De 3% drempel is in de definitieve versie van het Implementatiebesluit komen te vervallen. Uit de consultatiereacties heeft de wetgever opgemaakt dat de beoogde lastenverlichting in geval van beleggingsfondsen niet bereikt wordt met een ondergrens van ten minste 3%. Tegen deze achtergrond heeft de wetgever besloten om deze algemene ondergrens te vervangen voor een specifieke mogelijkheid om in plaats van de individuele begunstigden de groep van begunstigden op te geven. Dit geldt voor beleggingsfondsen in de vorm van een FGR die (a) worden aangeboden aan 150 personen of meer, (b) worden beheerd door een beheerder met een vergunning op grond van artikel 2:65 of 2:69b van de Wet op het financieel toezicht (‘Wft’), en (c) onder toezicht van de Autoriteit Financiële Markten (‘AFM’) en/of De Nederlandsche Bank (‘DNB’) staan (hierna: ‘vergunninghouders’).
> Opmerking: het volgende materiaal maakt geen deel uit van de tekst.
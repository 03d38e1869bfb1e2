//! Simulation report
//! 模拟报告

use std::fmt;

use vm_trace::Header;

use crate::{Cfg, Stat};

const NS_PER_MS: f64 = 1_000_000.0;

/// Final results of one run 单次运行的最终结果
#[derive(Debug, Clone, Copy, PartialEq)]
pub struct Report {
  pub page_size: u64,
  pub frames: usize,
  pub pages: u32,
  /// `NR` from the trace header 轨迹头中的 `NR`
  pub refs: u64,
  /// Accesses actually processed 实际处理的访问数
  pub processed: u64,
  /// Malformed lines skipped 跳过的错误行数
  pub skipped: u64,
  pub hits: u64,
  pub faults: u64,
  pub time_ns: u64,
  pub hit_pct: f64,
  pub miss_pct: f64,
  /// Time if every reference hit RAM 全部命中内存时的耗时
  pub all_ram_ns: u64,
  /// Time if every reference faulted 全部缺页时的耗时
  pub all_fault_ns: u64,
}

impl Report {
  pub fn new(header: &Header, cfg: &Cfg, stat: Stat, skipped: u64) -> Self {
    Self {
      page_size: header.page_size,
      frames: cfg.frames,
      pages: header.pages,
      refs: header.refs,
      processed: stat.total(),
      skipped,
      hits: stat.hits,
      faults: stat.faults,
      time_ns: stat.time_ns,
      hit_pct: stat.hit_pct(),
      miss_pct: stat.miss_pct(),
      all_ram_ns: header.refs.saturating_mul(cfg.cost.ram_ns),
      all_fault_ns: header.refs.saturating_mul(cfg.cost.fault_ns),
    }
  }

  /// Total time over all-RAM time, 0 when undefined
  /// 总耗时相对全内存耗时的倍数，无定义时为 0
  pub fn slowdown(&self) -> f64 {
    match self.all_ram_ns {
      0 => 0.0,
      d => self.time_ns as f64 / d as f64,
    }
  }

  /// Frames over virtual pages in percent, 0 when no pages
  /// 物理帧占虚拟页的百分比，无页时为 0
  pub fn efficiency(&self) -> f64 {
    match self.pages {
      0 => 0.0,
      p => self.frames as f64 / p as f64 * 100.0,
    }
  }
}

impl fmt::Display for Report {
  fn fmt(&self, f: &mut fmt::Formatter<'_>) -> fmt::Result {
    let ms = |ns: u64| ns as f64 / NS_PER_MS;
    writeln!(f, "=== Simulation results ===")?;
    writeln!(f, "Configuration:")?;
    writeln!(f, "- Page size: {} bytes", self.page_size)?;
    writeln!(f, "- Frames: {}", self.frames)?;
    writeln!(f, "- Virtual pages: {}", self.pages)?;
    writeln!(f, "- Total references: {}", self.refs)?;
    writeln!(f)?;
    writeln!(f, "Paging:")?;
    writeln!(f, "- Hits: {} ({:.2}%)", self.hits, self.hit_pct)?;
    writeln!(f, "- Faults: {} ({:.2}%)", self.faults, self.miss_pct)?;
    writeln!(f)?;
    writeln!(f, "Access time:")?;
    writeln!(f, "- Total with paging: {:.3} ms", ms(self.time_ns))?;
    writeln!(f, "- All in RAM: {:.3} ms", ms(self.all_ram_ns))?;
    writeln!(f, "- All faults: {:.3} ms", ms(self.all_fault_ns))?;
    writeln!(f)?;
    writeln!(f, "Performance:")?;
    writeln!(f, "- Slowdown: {:.2}x", self.slowdown())?;
    write!(f, "- Memory efficiency: {:.2}%", self.efficiency())
  }
}
//! 错误定义 Error definitions

use thiserror::Error;

use crate::PageId;

/// 结果类型 Result type
pub type Result<T> = std::result::Result<T, Error>;

/// 错误类型 Error type
#[derive(Error, Debug, Clone, Copy, PartialEq, Eq)]
pub enum Error {
  #[error("page {page} out of range, table has {pages} pages / 页号越界")]
  PageOutOfRange { page: PageId, pages: u32 },

  #[error("frame pool full, capacity {0} / 帧池已满")]
  PoolFull(usize),
}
In deze gevallen kan bij registratie van de begunstigden worden volstaan met een omschrijving van de groep in wier belang het fonds voor gemene rekening hoofdzakelijk is opgericht of werkzaam is. Bijvoorbeeld: “deelnemers beleggingsfonds.” Valt een FGR niet onder deze uitzondering, dan zullen toch alle participanten met een belang vanaf 0% moeten worden opgenomen in het Trustregister. Denk hierbij bijvoorbeeld aan beheerders die vallen onder het zogenaamde ‘light regime’ (zie artikel 2:66a Wft), of aan vergunninghouders die een fonds, in de vorm van een FGR, aanbieden aan minder dan 150 personen.

  1. Impact

De beoogde lastenverlichting wordt maar voor een gedeelte van de markt bewerkstelligd. Light beheerders of vergunninghouders die aanbieden aan minder dan 150 personen zullen nog steeds alle participanten moeten (laten) inschrijven in het Trustregister, met de daarbij behorende monitoringsverplichting en administratieve inspanningen.

Het is opvallend te noemen dat de uitzondering van toepassing is als FGR wordt aangeboden aan meer dan 150 personen. De wetgever heeft hier willen aansluiten bij het vrijstellingsregime zoals opgenomen in artikel 2:66a Wft voor light beheerders. Dat is overigens wat wrang, want juist de light beheerders moeten nu onverkort aan de meldplicht voldoen.

Het lijkt ons overigens dat vergunninghouders zich relatief eenvoudig kunnen beroepen op deze voorwaarde, nu van een aanbod aan meer dan 150 personen al sprake kan zijn als de fondsdocumentatie op de website is opgenomen.

Het is op dit moment niet duidelijk wanneer het Trustregister operationeel zal worden. De verwachting is dat dit ergens in Q3 2022 zal zijn. Na inwerkingtreding van heeft de trustee van de FGR (lees: waarschijnlijk de beheerder van de FGR) drie maanden de tijd om de UBO’s van de FGR te registeren.